___ EXTRACTED INFORMATION ___

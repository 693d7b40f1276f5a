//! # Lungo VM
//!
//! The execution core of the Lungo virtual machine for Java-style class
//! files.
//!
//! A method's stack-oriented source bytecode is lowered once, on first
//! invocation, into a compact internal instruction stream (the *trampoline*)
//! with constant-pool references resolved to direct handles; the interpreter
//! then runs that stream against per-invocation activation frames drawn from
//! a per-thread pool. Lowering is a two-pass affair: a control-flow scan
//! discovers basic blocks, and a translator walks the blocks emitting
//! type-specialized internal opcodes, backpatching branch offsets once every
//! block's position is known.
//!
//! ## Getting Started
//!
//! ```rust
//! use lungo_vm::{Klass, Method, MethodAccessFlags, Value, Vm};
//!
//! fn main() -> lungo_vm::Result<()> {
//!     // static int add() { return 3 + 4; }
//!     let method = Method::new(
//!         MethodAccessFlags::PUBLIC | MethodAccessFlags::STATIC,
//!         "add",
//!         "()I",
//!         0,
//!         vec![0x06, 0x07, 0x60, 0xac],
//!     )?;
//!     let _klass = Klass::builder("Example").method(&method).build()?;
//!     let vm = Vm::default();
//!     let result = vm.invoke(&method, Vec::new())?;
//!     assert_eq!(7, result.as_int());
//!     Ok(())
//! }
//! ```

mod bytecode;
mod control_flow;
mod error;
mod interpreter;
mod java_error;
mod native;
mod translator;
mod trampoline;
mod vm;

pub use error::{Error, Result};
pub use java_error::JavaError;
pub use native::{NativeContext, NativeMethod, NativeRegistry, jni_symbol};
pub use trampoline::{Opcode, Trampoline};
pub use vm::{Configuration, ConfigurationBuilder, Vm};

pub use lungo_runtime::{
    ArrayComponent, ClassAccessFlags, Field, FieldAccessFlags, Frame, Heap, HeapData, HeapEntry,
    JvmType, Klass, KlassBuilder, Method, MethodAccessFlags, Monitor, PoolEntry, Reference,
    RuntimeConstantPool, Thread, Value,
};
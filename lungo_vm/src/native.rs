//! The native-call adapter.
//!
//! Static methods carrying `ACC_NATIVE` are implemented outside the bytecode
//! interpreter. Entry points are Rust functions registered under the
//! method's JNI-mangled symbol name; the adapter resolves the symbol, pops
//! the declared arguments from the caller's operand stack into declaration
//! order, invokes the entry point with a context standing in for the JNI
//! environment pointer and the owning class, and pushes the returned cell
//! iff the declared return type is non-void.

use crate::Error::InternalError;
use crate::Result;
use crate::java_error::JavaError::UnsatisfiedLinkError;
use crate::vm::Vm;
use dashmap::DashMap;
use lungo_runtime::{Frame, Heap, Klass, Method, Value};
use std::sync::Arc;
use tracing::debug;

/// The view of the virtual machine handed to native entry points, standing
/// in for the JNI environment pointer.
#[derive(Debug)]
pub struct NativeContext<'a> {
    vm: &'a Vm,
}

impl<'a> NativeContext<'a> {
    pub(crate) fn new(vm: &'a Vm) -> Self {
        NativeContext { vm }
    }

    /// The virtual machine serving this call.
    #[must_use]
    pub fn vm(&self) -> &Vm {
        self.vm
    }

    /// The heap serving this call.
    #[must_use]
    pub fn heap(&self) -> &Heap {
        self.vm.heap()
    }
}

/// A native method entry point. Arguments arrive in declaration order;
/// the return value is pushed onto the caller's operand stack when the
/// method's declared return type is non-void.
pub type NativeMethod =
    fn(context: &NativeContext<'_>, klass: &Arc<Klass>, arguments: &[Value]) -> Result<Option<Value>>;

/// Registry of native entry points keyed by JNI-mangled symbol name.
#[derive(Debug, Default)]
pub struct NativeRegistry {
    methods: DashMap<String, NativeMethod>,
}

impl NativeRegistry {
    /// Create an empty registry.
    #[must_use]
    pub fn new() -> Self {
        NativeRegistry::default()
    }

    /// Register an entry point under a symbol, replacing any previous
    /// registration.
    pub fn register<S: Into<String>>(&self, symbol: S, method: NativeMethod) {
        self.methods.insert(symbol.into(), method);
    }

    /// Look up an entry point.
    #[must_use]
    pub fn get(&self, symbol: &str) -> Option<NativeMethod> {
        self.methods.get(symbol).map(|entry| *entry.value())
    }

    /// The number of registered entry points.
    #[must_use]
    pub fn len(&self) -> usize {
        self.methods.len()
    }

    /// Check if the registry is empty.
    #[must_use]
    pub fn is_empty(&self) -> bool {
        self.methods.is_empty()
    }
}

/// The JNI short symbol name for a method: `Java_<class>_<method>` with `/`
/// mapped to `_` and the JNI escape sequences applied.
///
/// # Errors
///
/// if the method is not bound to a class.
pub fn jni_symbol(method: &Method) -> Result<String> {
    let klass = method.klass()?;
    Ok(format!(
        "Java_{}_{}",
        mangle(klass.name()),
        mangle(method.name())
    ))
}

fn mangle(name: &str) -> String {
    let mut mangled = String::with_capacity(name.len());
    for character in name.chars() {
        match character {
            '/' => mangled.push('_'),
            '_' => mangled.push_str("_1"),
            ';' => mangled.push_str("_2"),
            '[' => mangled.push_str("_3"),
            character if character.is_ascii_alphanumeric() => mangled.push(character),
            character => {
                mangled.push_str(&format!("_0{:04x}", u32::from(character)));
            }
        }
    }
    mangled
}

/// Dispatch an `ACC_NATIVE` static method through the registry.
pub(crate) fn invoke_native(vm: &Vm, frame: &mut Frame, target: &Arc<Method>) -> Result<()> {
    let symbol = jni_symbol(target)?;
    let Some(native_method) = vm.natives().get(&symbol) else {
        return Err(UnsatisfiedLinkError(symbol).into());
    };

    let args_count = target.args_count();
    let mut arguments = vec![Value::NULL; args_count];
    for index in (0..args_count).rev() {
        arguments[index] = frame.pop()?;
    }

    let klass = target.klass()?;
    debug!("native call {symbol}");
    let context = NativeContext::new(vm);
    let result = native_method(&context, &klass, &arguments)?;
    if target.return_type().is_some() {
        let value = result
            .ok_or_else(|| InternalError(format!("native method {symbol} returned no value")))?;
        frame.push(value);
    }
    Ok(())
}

___
___ EXTRACTED INFORMATION ___

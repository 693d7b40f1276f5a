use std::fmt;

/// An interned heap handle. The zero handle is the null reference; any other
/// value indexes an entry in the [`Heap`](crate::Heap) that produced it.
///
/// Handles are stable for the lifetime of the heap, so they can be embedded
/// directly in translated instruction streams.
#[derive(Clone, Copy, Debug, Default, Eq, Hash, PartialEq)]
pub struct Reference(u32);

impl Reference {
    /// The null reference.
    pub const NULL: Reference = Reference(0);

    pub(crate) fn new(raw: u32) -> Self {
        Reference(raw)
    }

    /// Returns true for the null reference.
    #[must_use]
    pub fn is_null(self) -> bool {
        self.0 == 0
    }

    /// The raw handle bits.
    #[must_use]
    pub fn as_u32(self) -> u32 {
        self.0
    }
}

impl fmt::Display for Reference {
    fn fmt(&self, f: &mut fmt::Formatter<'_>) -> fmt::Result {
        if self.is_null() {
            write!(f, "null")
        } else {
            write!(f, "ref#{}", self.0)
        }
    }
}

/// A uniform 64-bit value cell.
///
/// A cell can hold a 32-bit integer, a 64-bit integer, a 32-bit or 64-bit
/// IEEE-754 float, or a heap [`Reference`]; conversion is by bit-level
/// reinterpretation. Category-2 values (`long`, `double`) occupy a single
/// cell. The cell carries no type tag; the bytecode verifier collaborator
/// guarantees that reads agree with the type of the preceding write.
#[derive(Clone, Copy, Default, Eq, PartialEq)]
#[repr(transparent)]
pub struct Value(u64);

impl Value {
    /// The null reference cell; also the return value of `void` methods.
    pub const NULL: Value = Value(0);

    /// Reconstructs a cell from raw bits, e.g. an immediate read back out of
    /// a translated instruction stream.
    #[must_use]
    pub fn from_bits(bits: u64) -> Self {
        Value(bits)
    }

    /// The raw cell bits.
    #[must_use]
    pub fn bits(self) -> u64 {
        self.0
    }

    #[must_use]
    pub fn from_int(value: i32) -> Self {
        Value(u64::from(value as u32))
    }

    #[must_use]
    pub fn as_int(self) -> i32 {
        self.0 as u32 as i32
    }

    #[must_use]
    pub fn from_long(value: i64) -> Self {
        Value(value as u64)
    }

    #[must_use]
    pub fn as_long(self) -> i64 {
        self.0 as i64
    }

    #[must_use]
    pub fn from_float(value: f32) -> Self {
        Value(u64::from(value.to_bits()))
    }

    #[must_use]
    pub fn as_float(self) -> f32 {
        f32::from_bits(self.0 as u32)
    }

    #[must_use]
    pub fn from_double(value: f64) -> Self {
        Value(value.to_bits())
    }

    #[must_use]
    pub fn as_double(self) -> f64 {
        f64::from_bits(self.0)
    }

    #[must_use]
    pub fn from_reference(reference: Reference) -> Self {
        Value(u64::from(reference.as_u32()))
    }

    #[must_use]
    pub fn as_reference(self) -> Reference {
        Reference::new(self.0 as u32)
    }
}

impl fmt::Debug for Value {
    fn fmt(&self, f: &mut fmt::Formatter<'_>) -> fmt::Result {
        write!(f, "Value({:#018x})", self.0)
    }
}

___

- **BRIEF**: For this exercise, output exactly the lines above from the line with "self.methods.get(symbol).map(|entry| *entry.value())" to the line with "to a class.", counting both, and leave out the rest.

- **WRITTEN ANSWER**:
        self.methods.get(symbol).map(|entry| *entry.value())
    }

    /// The number of registered entry points.
    #[must_use]
    pub fn len(&self) -> usize {
        self.methods.len()
    }

    /// Check if the registry is empty.
    #[must_use]
    pub fn is_empty(&self) -> bool {
        self.methods.is_empty()
    }
}

/// The JNI short symbol name for a method: `Java_<class>_<method>` with `/`
/// mapped to `_` and the JNI escape sequences applied.
///
/// # Errors
///
/// if the method is not bound to a class.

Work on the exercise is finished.